## Records for this task

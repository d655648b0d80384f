use std::collections::HashMap;
use std::time::Duration;
use studio_core::scheduler::{ScheduledEvent, Scheduler, TimerId};
use tokio::sync::mpsc;
use tokio::task::JoinHandle;

/// An event whose timer has elapsed
#[derive(Debug)]
pub struct Fired {
    pub timer: TimerId,
    pub event: ScheduledEvent,
}

/// Wall-clock scheduler backed by tokio timers
///
/// Each timer is a spawned task that sleeps and then sends the event over an
/// unbounded channel. Cancelling aborts the task. `schedule` must be called
/// from within a tokio runtime.
pub struct TokioScheduler {
    tx: mpsc::UnboundedSender<Fired>,
    timers: HashMap<TimerId, JoinHandle<()>>,
    next_id: u64,
}

impl TokioScheduler {
    /// Create a scheduler and the receiver its events arrive on
    pub fn new() -> (Self, mpsc::UnboundedReceiver<Fired>) {
        let (tx, rx) = mpsc::unbounded_channel();
        (
            Self {
                tx,
                timers: HashMap::new(),
                next_id: 0,
            },
            rx,
        )
    }

    /// Forget the handle of a timer that has fired
    pub fn release(&mut self, id: TimerId) {
        self.timers.remove(&id);
    }

    /// Timers spawned and not yet released or cancelled
    pub fn outstanding(&self) -> usize {
        self.timers.len()
    }
}

impl Scheduler for TokioScheduler {
    fn schedule(&mut self, delay: Duration, event: ScheduledEvent) -> TimerId {
        self.next_id += 1;
        let timer = TimerId(self.next_id);
        let tx = self.tx.clone();

        let handle = tokio::spawn(async move {
            tokio::time::sleep(delay).await;
            if tx.send(Fired { timer, event }).is_err() {
                tracing::debug!("Timer {:?} fired after the session ended", timer);
            }
        });

        self.timers.insert(timer, handle);
        timer
    }

    fn cancel(&mut self, id: TimerId) -> bool {
        match self.timers.remove(&id) {
            Some(handle) => {
                let was_pending = !handle.is_finished();
                handle.abort();
                was_pending
            }
            None => false,
        }
    }
}

#[cfg(test)]
mod tests {
    use super::*;

    fn reply(message_id: u64) -> ScheduledEvent {
        ScheduledEvent::AgentReply {
            message_id,
            task_id: None,
            input: "go".to_string(),
        }
    }

    #[tokio::test(start_paused = true)]
    async fn test_timer_fires_after_delay() {
        let (mut scheduler, mut rx) = TokioScheduler::new();
        let id = scheduler.schedule(Duration::from_millis(1000), reply(7));

        tokio::time::sleep(Duration::from_millis(999)).await;
        assert!(rx.try_recv().is_err());

        let fired = rx.recv().await.unwrap();
        assert_eq!(fired.timer, id);
        assert_eq!(fired.event, reply(7));
    }

    #[tokio::test(start_paused = true)]
    async fn test_cancelled_timer_is_not_delivered() {
        let (mut scheduler, mut rx) = TokioScheduler::new();
        let cancelled = scheduler.schedule(Duration::from_millis(100), reply(1));
        let kept = scheduler.schedule(Duration::from_millis(200), reply(2));

        assert!(scheduler.cancel(cancelled));
        assert!(!scheduler.cancel(cancelled));

        let fired = rx.recv().await.unwrap();
        assert_eq!(fired.timer, kept);
        scheduler.release(kept);
        assert_eq!(scheduler.outstanding(), 0);
    }
}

## What is expected
Output the entire listing above exactly, keeping each line as it is.

## Task response
repository d655648b0d80384f
use std::collections::HashMap;
use std::time::Duration;
use studio_core::scheduler::{ScheduledEvent, Scheduler, TimerId};
use tokio::sync::mpsc;
use tokio::task::JoinHandle;

/// An event whose timer has elapsed
#[derive(Debug)]
pub struct Fired {
    pub timer: TimerId,
    pub event: ScheduledEvent,
}

/// Wall-clock scheduler backed by tokio timers
///
/// Each timer is a spawned task that sleeps and then sends the event over an
/// unbounded channel. Cancelling aborts the task. `schedule` must be called
/// from within a tokio runtime.
pub struct TokioScheduler {
    tx: mpsc::UnboundedSender<Fired>,
    timers: HashMap<TimerId, JoinHandle<()>>,
    next_id: u64,
}

impl TokioScheduler {
    /// Create a scheduler and the receiver its events arrive on
    pub fn new() -> (Self, mpsc::UnboundedReceiver<Fired>) {
        let (tx, rx) = mpsc::unbounded_channel();
        (
            Self {
                tx,
                timers: HashMap::new(),
                next_id: 0,
            },
            rx,
        )
    }

    /// Forget the handle of a timer that has fired
    pub fn release(&mut self, id: TimerId) {
        self.timers.remove(&id);
    }

    /// Timers spawned and not yet released or cancelled
    pub fn outstanding(&self) -> usize {
        self.timers.len()
    }
}

impl Scheduler for TokioScheduler {
    fn schedule(&mut self, delay: Duration, event: ScheduledEvent) -> TimerId {
        self.next_id += 1;
        let timer = TimerId(self.next_id);
        let tx = self.tx.clone();

        let handle = tokio::spawn(async move {
            tokio::time::sleep(delay).await;
            if tx.send(Fired { timer, event }).is_err() {
                tracing::debug!("Timer {:?} fired after the session ended", timer);
            }
        });

        self.timers.insert(timer, handle);
        timer
    }

    fn cancel(&mut self, id: TimerId) -> bool {
        match self.timers.remove(&id) {
            Some(handle) => {
                let was_pending = !handle.is_finished();
                handle.abort();
                was_pending
            }
            None => false,
        }
    }
}

#[cfg(test)]
mod tests {
    use super::*;

    fn reply(message_id: u64) -> ScheduledEvent {
        ScheduledEvent::AgentReply {
            message_id,
            task_id: None,
            input: "go".to_string(),
        }
    }

    #[tokio::test(start_paused = true)]
    async fn test_timer_fires_after_delay() {
        let (mut scheduler, mut rx) = TokioScheduler::new();
        let id = scheduler.schedule(Duration::from_millis(1000), reply(7));

        tokio::time::sleep(Duration::from_millis(999)).await;
        assert!(rx.try_recv().is_err());

        let fired = rx.recv().await.unwrap();
        assert_eq!(fired.timer, id);
        assert_eq!(fired.event, reply(7));
    }

    #[tokio::test(start_paused = true)]
    async fn test_cancelled_timer_is_not_delivered() {
        let (mut scheduler, mut rx) = TokioScheduler::new();
        let cancelled = scheduler.schedule(Duration::from_millis(100), reply(1));
        let kept = scheduler.schedule(Duration::from_millis(200), reply(2));

        assert!(scheduler.cancel(cancelled));
        assert!(!scheduler.cancel(cancelled));

        let fired = rx.recv().await.unwrap();
        assert_eq!(fired.timer, kept);
        scheduler.release(kept);
        assert_eq!(scheduler.outstanding(), 0);
    }
}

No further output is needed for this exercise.